AI or ML Engineer - Remote
Mentions vibe-coding tools—preferred experience with Cursor, Claude Code, and Replit.
About the Role
Optum is hiring a senior AI/ML Engineer to design, build, and operate scalable enterprise ML and GenAI platforms. The role focuses on MLOps, model lifecycle management, cloud-native infrastructure, and productionizing LLMs and ML systems to enable reliable experimentation, deployment, monitoring, and governance.
Job Description
Role
Optum is seeking an AI/ML Engineer to build and operate scalable machine learning and generative AI platforms across the enterprise. The role focuses on designing and implementing ML infrastructure, model lifecycle management, and MLOps/LLMOps pipelines to support reliable experimentation, deployment, monitoring, and governance of ML and LLM systems.
Key Responsibilities
- Build enterprise ML and GenAI platforms supporting experimentation, model training, evaluation, deployment, monitoring, and lifecycle management.
- Productionize machine learning and generative AI models using batch and real-time inference architectures.
- Design and operate MLOps and LLMOps pipelines, including CI/CT/CD workflows for model testing, validation, versioning, and promotion across environments.
- Develop scalable, cloud-native ML infrastructure using Docker, Kubernetes, and managed cloud ML platforms (e.g., SageMaker, Azure ML, Vertex AI).
- Build and manage LLM application stacks including gateways, orchestration layers, model routing, caching, and cost/performance optimization.
- Implement model monitoring and lifecycle management systems to track drift, latency, bias, and data quality and enable automated retraining.

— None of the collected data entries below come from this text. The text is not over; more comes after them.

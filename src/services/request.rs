use std::collections::{HashMap, HashSet};

use chrono::Utc;
use sea_orm::{
    ActiveModelTrait, ColumnTrait, DatabaseConnection, DatabaseTransaction, EntityTrait, ModelTrait,
    PaginatorTrait, QueryFilter, QueryOrder, QuerySelect, Set, TransactionTrait,
};
use tracing::info;
use uuid::Uuid;

use crate::entities::request::{RequirementItem, Requirements};
use crate::entities::{prelude::*, proposal, request, request_vendor, vendor};
use crate::error::ServiceError;
use crate::graphql::types::RequestStatus;

#[derive(Debug, Clone, Default)]
pub struct NewRequest {
    pub title: String,
    pub description: Option<String>,
    pub budget: Option<f64>,
    pub deadline_days: Option<i32>,
    pub payment_terms: Option<String>,
    pub warranty: Option<String>,
    pub requirements: Vec<RequirementItem>,
}

#[derive(Debug, Clone)]
pub struct RequestSummary {
    pub request: request::Model,
    pub proposal_count: i64,
}

#[derive(Clone)]
pub struct RequestService {
    db: DatabaseConnection,
}

impl RequestService {
    pub fn new(db: DatabaseConnection) -> Self {
        Self { db }
    }

    /// Create a new request in DRAFT status
    pub async fn create_request(&self, input: NewRequest) -> Result<request::Model, ServiceError> {
        let title = input.title.trim().to_string();
        if title.is_empty() {
            return Err(ServiceError::Validation("Request title is required".to_string()));
        }
        if let Some(budget) = input.budget {
            if !budget.is_finite() || budget < 0.0 {
                return Err(ServiceError::Validation("Budget must be a non-negative number".to_string()));
            }
        }

        let now = Utc::now();
        let new_request = request::ActiveModel {
            id: Set(Uuid::new_v4()),
            title: Set(title),
            description: Set(input.description),
            budget: Set(input.budget),
            deadline_days: Set(input.deadline_days),
            payment_terms: Set(input.payment_terms),
            warranty: Set(input.warranty),
            requirements: Set(Requirements(input.requirements)),
            status: Set(RequestStatus::Draft),
            sent_at: Set(None),
            created_at: Set(now.into()),
            updated_at: Set(now.into()),
        };

        Ok(new_request.insert(&self.db).await?)
    }

    /// All requests, newest first, with their proposal counts.
    pub async fn list_requests(&self) -> Result<Vec<RequestSummary>, ServiceError> {
        let requests = Request::find()
            .order_by_desc(request::Column::CreatedAt)
            .all(&self.db)
            .await?;

        let counts: HashMap<Uuid, i64> = Proposal::find()
            .select_only()
            .column(proposal::Column::RequestId)
            .column_as(proposal::Column::Id.count(), "proposal_count")
            .group_by(proposal::Column::RequestId)
            .into_tuple::<(Uuid, i64)>()
            .all(&self.db)
            .await?
            .into_iter()
            .collect();

        Ok(requests
            .into_iter()
            .map(|request| RequestSummary {
                proposal_count: counts.get(&request.id).copied().unwrap_or(0),
                request,
            })
            .collect())
    }

    pub async fn get_request(&self, request_id: Uuid) -> Result<Option<request::Model>, ServiceError> {
        Ok(Request::find_by_id(request_id).one(&self.db).await?)
    }

    pub async fn proposal_count(&self, request_id: Uuid) -> Result<u64, ServiceError> {
        Ok(Proposal::find()
            .filter(proposal::Column::RequestId.eq(request_id))
            .count(&self.db)
            .await?)
    }

    pub async fn vendors_for_request(&self, request_id: Uuid) -> Result<Vec<vendor::Model>, ServiceError> {
        let request = self.require(request_id).await?;
        Ok(request
            .find_related(Vendor)
            .order_by_asc(vendor::Column::Name)
            .all(&self.db)
            .await?)
    }

    /// Replace the vendor set of a DRAFT request.
    pub async fn set_request_vendors(
        &self,
        request_id: Uuid,
        vendor_ids: Vec<Uuid>,
    ) -> Result<Vec<vendor::Model>, ServiceError> {
        let request = self.require(request_id).await?;
        if request.status != RequestStatus::Draft {
            return Err(ServiceError::Conflict(
                "Vendors can only be changed while the request is a draft".to_string(),
            ));
        }

        let txn = self.db.begin().await?;
        RequestVendor::delete_many()
            .filter(request_vendor::Column::RequestId.eq(request_id))
            .exec(&txn)
            .await?;
        link_vendors(&txn, request_id, &vendor_ids, &HashSet::new()).await?;
        txn.commit().await?;

        self.vendors_for_request(request_id).await
    }

    /// Mark a request as sent, optionally associating more vendors first.
    ///
    /// `sent_at` is what the inbound matcher orders on, so sending again moves
    /// the request to the front for its vendors.
    pub async fn mark_request_sent(
        &self,
        request_id: Uuid,
        vendor_ids: Vec<Uuid>,
    ) -> Result<request::Model, ServiceError> {
        let request = self.require(request_id).await?;

        let txn = self.db.begin().await?;
        let linked: HashSet<Uuid> = RequestVendor::find()
            .filter(request_vendor::Column::RequestId.eq(request_id))
            .all(&txn)
            .await?
            .into_iter()
            .map(|link| link.vendor_id)
            .collect();

        let added = link_vendors(&txn, request_id, &vendor_ids, &linked).await?;
        if linked.is_empty() && added == 0 {
            return Err(ServiceError::Validation(
                "A request must have at least one vendor before it is sent".to_string(),
            ));
        }

        let now = Utc::now();
        let mut request_active: request::ActiveModel = request.into();
        request_active.status = Set(RequestStatus::Sent);
        request_active.sent_at = Set(Some(now.into()));
        request_active.updated_at = Set(now.into());
        let updated = request_active.update(&txn).await?;

        txn.commit().await?;
        info!(%request_id, vendors = linked.len() + added, "Request marked as sent");
        Ok(updated)
    }

    async fn require(&self, request_id: Uuid) -> Result<request::Model, ServiceError> {
        self.get_request(request_id)
            .await?
            .ok_or_else(|| ServiceError::NotFound(format!("Request {}", request_id)))
    }
}

/// Insert links for vendors not already in `existing`. Returns how many were added.
async fn link_vendors(
    txn: &DatabaseTransaction,
    request_id: Uuid,
    vendor_ids: &[Uuid],
    existing: &HashSet<Uuid>,
) -> Result<usize, ServiceError> {
    let wanted: Vec<Uuid> = vendor_ids
        .iter()
        .copied()
        .filter(|id| !existing.contains(id))
        .collect::<HashSet<_>>()
        .into_iter()
        .collect();
    if wanted.is_empty() {
        return Ok(0);
    }

    let found = Vendor::find()
        .filter(vendor::Column::Id.is_in(wanted.clone()))
        .count(txn)
        .await?;
    if found as usize != wanted.len() {
        return Err(ServiceError::Validation("One or more vendors do not exist".to_string()));
    }

    let links = wanted.iter().map(|vendor_id| request_vendor::ActiveModel {
        request_id: Set(request_id),
        vendor_id: Set(*vendor_id),
    });
    RequestVendor::insert_many(links).exec(txn).await?;
    Ok(wanted.len())
}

- Ensure governance, security, and compliance of ML systems (lineage, auditability, reproducibility, observability).
- Collaborate with data scientists, data engineers, and software engineers to define production ML standards and scalable AI solutions.
Requirements
Required
- 5+ years experience in machine learning engineering, MLOps, or AI platform engineering building production ML systems and scalable model pipelines.
- 4+ years programming in Python for ML systems and familiarity with frameworks such as PyTorch, TensorFlow, or scikit-learn.
- 3+ years working with ML lifecycle platforms such as MLflow, Kubeflow, SageMaker, Azure ML, or GCP Vertex AI.
- 3+ years building cloud-native ML platforms using Docker, Kubernetes, and distributed systems.
- 3+ years with distributed data processing and orchestration tools such as Spark, Ray, Airflow, Dagster, or Prefect.
- 3+ years experience with Generative AI and LLMs, including prompt engineering, prompt chaining, and fine-tuning (instruction tuning and LoRA/qLoRA).
Preferred
- Master’s degree in Computer Science, Engineering, Data Science, or related discipline.
- Experience with LLM orchestration frameworks (e.g., LangChain, LlamaIndex, Semantic Kernel).
- Experience in regulated or enterprise environments with emphasis on security, compliance, and responsible AI.
- Experience with vibe-coding tools such as Cursor, Claude Code, and Replit.
- Experience operating multi-cloud or hybrid ML platforms, knowledge of LLM cost optimization and performance tuning, exposure to knowledge graphs or hybrid search, and contributions to open-source ML or MLOps tooling.
Location & Work Arrangement
- Remote from anywhere within the U.S.; hires in Minneapolis or Washington, D.C. must work in-office a minimum of four days per week.
- Telecommuter policy applies for remote employees.
Compensation & Benefits (excerpt)
- Salary range: $98,547 to $175,978 annually (based on full-time employment).
- Benefits include a comprehensive benefits package, incentive and recognition programs, equity stock purchase, and 401(k) contribution.